Je ne veux pas m'en souvenir parce que c'est horrible, a-t-il confié hier.
Me Anaïs DivotAvocate de Mickaël Falou
Les avocates sont ensuite revenues sur le meurtre de Sandra Pla et l'amnésie qui s'est emparée depuis de leur client. "Il n'arrive pas à poser de mots sur l'indicible, c'est trop compliqué. Le crime passionnel a été évoqué par l'anarchie des coups. Ce n'était pas méticuleux, pas réfléchi. Il a été mu par ce flot d'émotion", avance Anaïs Divot, pointant l'alcoolisation de son client au moment des faits et la mort de son père, en février 2021. "Peut-on demander de la cohérence à quelqu'un dans cet état-là ?"
Muré dans un silence depuis près de quatre ans, dès que les derniers instants de la vie de Sandra Pla sont évoqués, Mickaël Falou serait "enfermé par le mot "féminicide" depuis quatre ans". "Il sait qu'un seul mot prononcé peut se retourner contre lui". Les raisons de son geste, elle les justifie par "un tas de raisons qui ne tiennent à rien". "Quand elle lui dit des mots, elle va cristalliser tous ces mots de souffrance", tente d'expliquer Elena Badescu.
Se souvenir, c'était ouvrir une faille dépressive chez lui, qui menacerait aussi sa survie.

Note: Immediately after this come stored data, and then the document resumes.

//! Retention sweep: purge aged failed calls and aged report artifacts.
//!
//! Both use the same horizon, `retention_days`. The store purge is strict
//! (`origination < now - retention_days`); artifacts are aged by mtime.

use std::path::PathBuf;

use cdr_store::retention::{RetentionConfig, RetentionEnforcer, RetentionEvent};
use cdr_store::CallStore;
use serde::{Deserialize, Serialize};

use crate::config::Config;
use crate::error::Result;
use crate::log_event;
use crate::logging::{event_names, LogContext, Stage};

/// Outcome of one sweep.
#[derive(Debug, Clone, Default, Serialize, Deserialize)]
pub struct SweepSummary {
    pub retention_days: u32,
    pub dry_run: bool,
    /// Failed calls deleted (always 0 on a dry run).
    pub purged_calls: usize,
    /// One event per artifact removed or, on a dry run, that would be.
    pub artifacts: Vec<RetentionEvent>,
}

impl SweepSummary {
    pub fn artifacts_removed(&self) -> usize {
        if self.dry_run {
            0
        } else {
            self.artifacts.len()
        }
    }
}

/// Applies the retention horizon to the store and the report directory.
pub struct RetentionSweeper {
    retention_days: u32,
    report_dir: PathBuf,
    event_log_dir: Option<PathBuf>,
}

impl RetentionSweeper {
    pub fn new(retention_days: u32, report_dir: impl Into<PathBuf>) -> Self {
        RetentionSweeper {
            retention_days,
            report_dir: report_dir.into(),
            event_log_dir: None,
        }
    }

    pub fn from_config(config: &Config) -> Self {
        RetentionSweeper {
            retention_days: config.retention_days,
            report_dir: config.report_output_dir.clone(),
            event_log_dir: config.retention_event_log_dir.clone(),
        }
    }

    pub fn with_retention_days(mut self, retention_days: u32) -> Self {
        self.retention_days = retention_days;
        self
    }

    fn enforcer(&self) -> Result<RetentionEnforcer> {
        let config = RetentionConfig {
            event_log_dir: self.event_log_dir.clone(),
            ..RetentionConfig::with_ttl_days(self.retention_days)
        };
        config.validate()?;
        Ok(RetentionEnforcer::new(self.report_dir.clone(), config))
    }

    /// Run the sweep. A dry run deletes nothing from either side.
    pub fn sweep<S>(&self, store: &mut S, dry_run: bool, ctx: &LogContext) -> Result<SweepSummary>
    where
        S: CallStore + ?Sized,
    {
        let enforcer = self.enforcer()?;

        let purged_calls = if dry_run {
            0
        } else {
            store.purge_older_than(self.retention_days)?
        };
        log_event!(
            ctx,
            INFO,
            event_names::SWEEP_PURGED,
            Stage::Sweep,
            "Store retention applied",
            retention_days = self.retention_days,
            purged = purged_calls,
            dry_run = dry_run
        );

        let artifacts = if dry_run {
            enforcer.dry_run()?
        } else {
            enforcer.enforce()?
        };
        log_event!(
            ctx,
            INFO,
            event_names::SWEEP_ARTIFACTS,
            Stage::Sweep,
            "Artifact retention applied",
            report_dir = %self.report_dir.display(),
            artifacts = artifacts.len(),
            dry_run = dry_run
        );

        Ok(SweepSummary {
            retention_days: self.retention_days,
            dry_run,
            purged_calls,
            artifacts,
        })
    }
}
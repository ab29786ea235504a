//! SQLite schema for the failed-call store.
//!
//! Two tables:
//! - `failed_calls`: one row per failed call leg, unique on
//!   `(call_id, origination)` so repeated deliveries collapse to one row.
//! - `processed_files`: one marker per source filename, with the content
//!   fingerprint that was processed.
//!
//! Timestamps are stored as epoch seconds (UTC) so that window and retention
//! comparisons are plain integer comparisons.

/// Schema version recorded in `PRAGMA user_version`.
pub const STORE_SCHEMA_VERSION: i64 = 1;

/// Table names.
pub const FAILED_CALLS_TABLE: &str = "failed_calls";
pub const PROCESSED_FILES_TABLE: &str = "processed_files";

pub(crate) const CREATE_SCHEMA: &str = r#"
CREATE TABLE IF NOT EXISTS failed_calls (
    id                      INTEGER PRIMARY KEY AUTOINCREMENT,
    call_id                 TEXT    NOT NULL,
    origination             INTEGER NOT NULL,
    calling_number          TEXT    NOT NULL DEFAULT '',
    original_called_number  TEXT    NOT NULL DEFAULT '',
    final_called_number     TEXT    NOT NULL DEFAULT '',
    orig_cause              INTEGER NOT NULL DEFAULT 0,
    dest_cause              INTEGER NOT NULL DEFAULT 0,
    primary_cause           INTEGER NOT NULL DEFAULT 0,
    failure_reason          TEXT    NOT NULL DEFAULT '',
    duration                INTEGER NOT NULL DEFAULT 0,
    orig_device             TEXT    NOT NULL DEFAULT '',
    dest_device             TEXT    NOT NULL DEFAULT '',
    orig_ip                 TEXT    NOT NULL DEFAULT '',
    dest_ip                 TEXT    NOT NULL DEFAULT '',
    file_fingerprint        TEXT    NOT NULL DEFAULT '',
    created_at              INTEGER NOT NULL,
    UNIQUE(call_id, origination)
);

CREATE INDEX IF NOT EXISTS idx_failed_calls_origination
    ON failed_calls(origination);

CREATE INDEX IF NOT EXISTS idx_failed_calls_primary_cause
    ON failed_calls(primary_cause);

CREATE TABLE IF NOT EXISTS processed_files (
    id              INTEGER PRIMARY KEY AUTOINCREMENT,
    filename        TEXT    NOT NULL UNIQUE,
    fingerprint     TEXT    NOT NULL,
    total_records   INTEGER NOT NULL DEFAULT 0,
    failed_records  INTEGER NOT NULL DEFAULT 0,
    processed_at    INTEGER NOT NULL
);
"#;

pub(crate) const FAILED_CALL_COLUMNS: &str = "call_id, origination, calling_number, \
     original_called_number, final_called_number, orig_cause, dest_cause, primary_cause, \
     failure_reason, duration, orig_device, dest_device, orig_ip, dest_ip, file_fingerprint";
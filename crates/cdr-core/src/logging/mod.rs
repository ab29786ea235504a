//! Structured logging for the triage engine.
//!
//! Provides dual-mode logging:
//! - Human-readable console output for interactive use
//! - Machine-parseable JSONL for cron and pipeline use
//!
//! # Usage
//!
//! ```ignore
//! use cdr_core::logging::{init_logging, LogConfig, LogContext, Stage, event_names};
//!
//! let config = LogConfig::from_env(None, None);
//! init_logging(&config);
//!
//! let ctx = LogContext::new(generate_run_id(), get_host_id());
//! cdr_core::log_event!(ctx, INFO, event_names::RUN_STARTED, Stage::Init, "starting run");
//! ```
//!
//! stdout is reserved for command payloads (JSON/MD output); all log output
//! goes to stderr.

pub mod config;
pub mod events;

pub use config::{LogConfig, LogFormat, LogLevel};
pub use events::{event_names, LogContext, Stage};

use std::io::IsTerminal;

use tracing_subscriber::layer::SubscriberExt;
use tracing_subscriber::util::SubscriberInitExt;
use tracing_subscriber::{fmt, EnvFilter};

/// Initialize the logging subsystem.
///
/// Call once at startup. A second call is a no-op.
pub fn init_logging(config: &LogConfig) {
    let filter = EnvFilter::try_new(config.filter_directives())
        .unwrap_or_else(|_| EnvFilter::new(format!("cdr_core={0},cdr_store={0}", config.level)));

    let result = match config.format {
        LogFormat::Human => {
            let use_ansi = std::io::stderr().is_terminal();
            let fmt_layer = fmt::layer()
                .with_writer(std::io::stderr)
                .with_target(false)
                .with_thread_ids(false)
                .with_thread_names(false)
                .with_ansi(use_ansi);

            if config.timestamps {
                tracing_subscriber::registry()
                    .with(filter)
                    .with(fmt_layer)
                    .try_init()
            } else {
                tracing_subscriber::registry()
                    .with(filter)
                    .with(fmt_layer.without_time())
                    .try_init()
            }
        }
        LogFormat::Jsonl => {
            let json_layer = fmt::layer()
                .json()
                .flatten_event(true)
                .with_current_span(false)
                .with_span_list(false)
                .with_writer(std::io::stderr);
            tracing_subscriber::registry()
                .with(filter)
                .with(json_layer)
                .try_init()
        }
    };

    if let Err(e) = result {
        tracing::debug!(error = %e, "logging already initialized");
    }
}

/// Initialize logging with defaults (for tests and simple cases).
pub fn init_default_logging() {
    init_logging(&LogConfig::from_env(None, None));
}

/// Generate a unique run ID for this invocation.
pub fn generate_run_id() -> String {
    let uuid = uuid::Uuid::new_v4().simple().to_string();
    format!("run-{}", &uuid[..12])
}

/// Host ID for log correlation.
///
/// Uses machine-id on Linux, then a hash of `HOSTNAME`, then a random ID.
pub fn get_host_id() -> String {
    if let Ok(id) = std::fs::read_to_string("/etc/machine-id") {
        let id = id.trim();
        if id.len() >= 8 && id.is_ascii() {
            return format!("host-{}", &id[..8]);
        }
    }

    if let Ok(hostname) = std::env::var("HOSTNAME") {
        let hash = hash_string(&hostname);
        return format!("host-{}", &hash[..8]);
    }

    let uuid = uuid::Uuid::new_v4().simple().to_string();
    format!("host-{}", &uuid[..8])
}

fn hash_string(s: &str) -> String {
    use sha2::{Digest, Sha256};
    hex::encode(Sha256::digest(s.as_bytes()))
}

/// Structured event logging with run correlation fields.
///
/// ```ignore
/// log_event!(ctx, INFO, event_names::FILE_COMMITTED, Stage::Persist, "file committed",
///     file = %name, failed = 3);
/// ```
#[macro_export]
macro_rules! log_event {
    ($ctx:expr, INFO, $event:expr, $stage:expr, $msg:expr $(, $($field:tt)+)?) => {
        tracing::info!(
            event = $event,
            run_id = %$ctx.run_id,
            host_id = %$ctx.host_id,
            stage = %$stage,
            $($($field)+,)?
            "{}", $msg
        )
    };
    ($ctx:expr, DEBUG, $event:expr, $stage:expr, $msg:expr $(, $($field:tt)+)?) => {
        tracing::debug!(
            event = $event,
            run_id = %$ctx.run_id,
            host_id = %$ctx.host_id,
            stage = %$stage,
            $($($field)+,)?
            "{}", $msg
        )
    };
    ($ctx:expr, WARN, $event:expr, $stage:expr, $msg:expr $(, $($field:tt)+)?) => {
        tracing::warn!(
            event = $event,
            run_id = %$ctx.run_id,
            host_id = %$ctx.host_id,
            stage = %$stage,
            $($($field)+,)?
            "{}", $msg
        )
    };
    ($ctx:expr, ERROR, $event:expr, $stage:expr, $msg:expr $(, $($field:tt)+)?) => {
        tracing::error!(
            event = $event,
            run_id = %$ctx.run_id,
            host_id = %$ctx.host_id,
            stage = %$stage,
            $($($field)+,)?
            "{}", $msg
        )
    };
}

Me Elena BadescuAvocate de Mickaël Falou
Loi de l'image de monstre dominateur et violent, les deux avocates dépeignent "un père", "un homme". "Vous ne jugez pas un monstre, je vous demande de ne pas l'oublier", conclut Anaïs Divot. La seconde avocate de la défense reprend également cet argument. "On ne peut pas se contenter de voir que les atrocités. Il y a de l'ombre et de la lumière et quand elle s'éteint, parfois ça bascule, ajoute Elena Badescu. Son acte peut être qualifié de monstrueux, mais ce n'est pas une bête féroce. C'est un homme qui a aimé Sandra. Il ne vous l'a pas dit, mais c'est insupportable."
Une image de père qui achèvera d'ailleurs la dernière plaidoirie de ce procès. "Je vus laisse avec les mots d'Eva, sa fille, rapporté hier par l'administratrice ad hoc : "Mon papa, je veux qu'il reste longtemps en prison, mais je l'aime un petit peu quand même."
Depuis trois jours, la Cour d’assises de la Gironde tente de faire la lumière sur les dernières minutes de la vie de Sandra Pla. Cette jeune mère de famille a été tuée le 2 juillet 2021, dans la matinée, après qu’elle a amené sa fille à l’école. Aujourd’hui, plus que jamais, les parents de la défunte attendent que “justice soit faite”, comme le déclarait la mère de Sandra Pla, à l’ouverture du procès mercredi dernier.